Page 49 of Wait For Me


Font Size:  

“Go!” Robin screamed a feral sound as she charged down the driveway. The pregnant woman grabbed Jed’s gun and started running, forcing him to chase her away. Charlie’s husband bolted after them.

Tessa lowered her pistol, her heart pounding so hard it threatened to crack her ribs, and she turned to the man bleeding out onto her driveway. His fingers moved blindly against the ground searching for the crowbar and she kicked it out of reach.

“Why did you do this?” Tessa cried. The man looked to her with wide white eyes, staring straight through her as the life left them. The moon reflected off the little league coach emblem embossed on his dark blue wind breaker.

Bile rose in the back of her throat and she turned to throw up on the pavement. Her vision blurred. She dropped to her knees and pressed her palms and the frame of the pistol against her eyes to make it stop.

A heavy hand laid on her shoulder. “You did good. I wasn’t sure you had it in you for a second, but you took care of it.”

“Were you standing there watching?” Tessa scrambled backwards with tears burning her eyes. “Oh God, what did I do?”

“What you had to do.” Arthur slung the strap of his rifle over his shoulder and held out a hand to help her up.

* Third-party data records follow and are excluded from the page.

//! Settings for codewise.
//!
//! Loaded from YAML; every field has a default so an empty file (or no
//! file at all) is a valid configuration.

use serde::{Deserialize, Serialize};
use std::fs;
use std::path::{Path, PathBuf};

use crate::analysis::DEFAULT_USAGE_CAP;
use crate::walk::DEFAULT_CACHE_DIR_NAME;

/// Config file names searched for in the current directory.
pub const DEFAULT_CONFIG_NAMES: &[&str] = &["codewise.yaml", ".codewise.yaml"];

/// Top-level configuration.
#[derive(Debug, Clone, Deserialize, Serialize, PartialEq)]
#[serde(default)]
pub struct Config {
    pub reviewer: ReviewerConfig,
    /// Maximum usage examples sent per definition.
    pub usage_cap: usize,
    /// Fixed sampling seed for reproducible runs.
    pub sample_seed: Option<u64>,
    /// Cache directory. Relative paths are resolved against the analyzed root.
    pub cache_dir: PathBuf,
    pub use_cache: bool,
    /// Glob patterns for root-relative paths to skip (e.g. "build/**").
    pub excluded_paths: Vec<String>,
    /// Capacity of the orchestrator's event channel.
    pub channel_capacity: usize,
}

impl Default for Config {
    fn default() -> Self {
        Self {
            reviewer: ReviewerConfig::default(),
            usage_cap: DEFAULT_USAGE_CAP,
            sample_seed: None,
            cache_dir: PathBuf::from(DEFAULT_CACHE_DIR_NAME),
            use_cache: true,
            excluded_paths: Vec::new(),
            channel_capacity: 32,
        }
    }
}

/// Chat-completions endpoint settings.
#[derive(Debug, Clone, Deserialize, Serialize, PartialEq, Eq)]
#[serde(default)]
pub struct ReviewerConfig {
    pub endpoint: String,
    pub model: String,
    /// Environment variable holding the bearer token. `None` disables auth.
    pub api_key_env: Option<String>,
    pub timeout_secs: u64,
    pub max_tokens: u32,
    pub system_prompt: Option<String>,
}

impl Default for ReviewerConfig {
    fn default() -> Self {
        Self {
            endpoint: "https://api.openai.com/v1/chat/completions".to_string(),
            model: "gpt-4o-mini".to_string(),
            api_key_env: Some("OPENAI_API_KEY".to_string()),
            timeout_secs: 120,
            max_tokens: 2048,
            system_prompt: None,
        }
    }
}

impl Config {
    /// Parse a config from a YAML file.
    pub fn parse_file<P: AsRef<Path>>(path: P) -> anyhow::Result<Self> {
        let content = fs::read_to_string(path.as_ref())?;
        Self::parse_str(&content)
    }

    pub fn parse_str(content: &str) -> anyhow::Result<Self> {
        if content.trim().is_empty() {
            return Ok(Self::default());
        }
        let config: Config = serde_yaml::from_str(content)?;
        Ok(config)
    }

    /// Load from `explicit`, else the first discovered config file, else defaults.
    pub fn load(explicit: Option<&Path>) -> anyhow::Result<Self> {
        let config = match explicit {
            Some(path) => Self::parse_file(path)?,
            None => match discover() {
                Some(path) => {
                    tracing::debug!(path = %path.display(), "using discovered config");
                    Self::parse_file(&path)?
                }
                None => Self::default(),
            },
        };
        validate(&config)?;
        Ok(config)
    }

    /// Cache directory for an analyzed root.
    pub fn cache_dir_for(&self, root: &Path) -> PathBuf {
        if self.cache_dir.is_absolute() {
            self.cache_dir.clone()
        } else {
            root.join(&self.cache_dir)
        }
    }

    /// Final path component of the cache directory, skipped while walking.
    pub fn cache_dir_name(&self) -> String {
        self.cache_dir
            .file_name()
            .map(|n| n.to_string_lossy().to_string())
            .unwrap_or_else(|| DEFAULT_CACHE_DIR_NAME.to_string())
    }
}

/// Find a config file in the current directory, then the user config dir.
fn discover() -> Option<PathBuf> {
    DEFAULT_CONFIG_NAMES
        .iter()
        .map(PathBuf::from)
        .find(|p| p.exists())
        .or_else(|| {
            directories::ProjectDirs::from("", "", "codewise")
                .map(|dirs| dirs.config_dir().join("codewise.yaml"))
                .filter(|p| p.exists())
        })
}

/// Check values serde cannot.
pub fn validate(config: &Config) -> anyhow::Result<()> {
    if config.channel_capacity == 0 {
        anyhow::bail!("channel_capacity must be at least 1");
    }
    if config.reviewer.endpoint.trim().is_empty() {
        anyhow::bail!("reviewer.endpoint must not be empty");
    }
    if config.reviewer.timeout_secs == 0 {
        anyhow::bail!("reviewer.timeout_secs must be at least 1");
    }

    for pattern in &config.excluded_paths {
        globset::Glob::new(pattern)
            .map_err(|e| anyhow::anyhow!("invalid excluded_paths pattern {:?}: {}", pattern, e))?;
    }

    Ok(())
}

#[cfg(test)]
mod tests {
    use super::*;
    use tempfile::TempDir;

    #[test]
    fn test_parse_config() {
        let yaml = r#"
reviewer:
  endpoint: "http://localhost:8080/v1/chat/completions"
  model: "local-coder"
  api_key_env: null
usage_cap: 5
sample_seed: 42
use_cache: false
excluded_paths:
  - "build/**"
"#;
        let config = Config::parse_str(yaml).unwrap();
        assert_eq!(config.reviewer.model, "local-coder");
        assert_eq!(config.reviewer.api_key_env, None);
        assert_eq!(config.reviewer.max_tokens, 2048);
        assert_eq!(config.usage_cap, 5);
        assert_eq!(config.sample_seed, Some(42));
        assert!(!config.use_cache);
        assert_eq!(config.channel_capacity, 32);
        assert_eq!(config.excluded_paths, vec!["build/**"]);
    }

    #[test]
    fn test_empty_config_is_default() {
        assert_eq!(Config::parse_str("").unwrap(), Config::default());
        assert_eq!(Config::parse_str("{}").unwrap(), Config::default());
    }

    #[test]
    fn test_cache_dir_resolution() {
        let config = Config::default();
        assert_eq!(
            config.cache_dir_for(Path::new("/proj")),
            PathBuf::from("/proj/.codewise_cache")
        );
        assert_eq!(config.cache_dir_name(), ".codewise_cache");

        let config = Config {
            cache_dir: PathBuf::from("/var/cache/cw"),
            ..Config::default()
        };
        assert_eq!(
            config.cache_dir_for(Path::new("/proj")),
            PathBuf::from("/var/cache/cw")
        );
        assert_eq!(config.cache_dir_name(), "cw");
    }

    #[test]
    fn test_validate_rejects_bad_values() {
        let bad_glob = Config {
            excluded_paths: vec!["[".to_string()],
            ..Config::default()
        };
        assert!(validate(&bad_glob).is_err());

        let zero_channel = Config {
            channel_capacity: 0,
            ..Config::default()
        };
        assert!(validate(&zero_channel).is_err());

        assert!(validate(&Config::default()).is_ok());
    }

    #[test]
    fn test_load_explicit_file() {
        let temp = TempDir::new().unwrap();
        let path = temp.path().join("cw.yaml");
        fs::write(&path, "usage_cap: 3\n").unwrap();

        let config = Config::load(Some(path.as_path())).unwrap();
        assert_eq!(config.usage_cap, 3);
    }
}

Robin stared at both of them with her beaten face twisted in horror. “We need to call the cops somehow.”

“Yes.” Tessa spit the taste of vomit from her mouth and rose shakily to her feet. “This wasn’t some random druggie. This was one of our neighbors. He could have been someone’s father. The police need to know what happened to him. I’ll drive down to the shelter in the morning to report it.”

Arthur sighed, shaking his head. “How many times are you going to flaunt that giant truck driving past the houses where people are already starting to think about rationing food for their kids?”

“Is that what this is about?” Tessa struggled to fill her lungs with air. “Are bodies going to start piling up on my doorstep because I have a working truck? You have one too.”

“It’s not only about the truck.” Arthur grunted as he grabbed the dead little league coach’s arms and heaved the body over his shoulders.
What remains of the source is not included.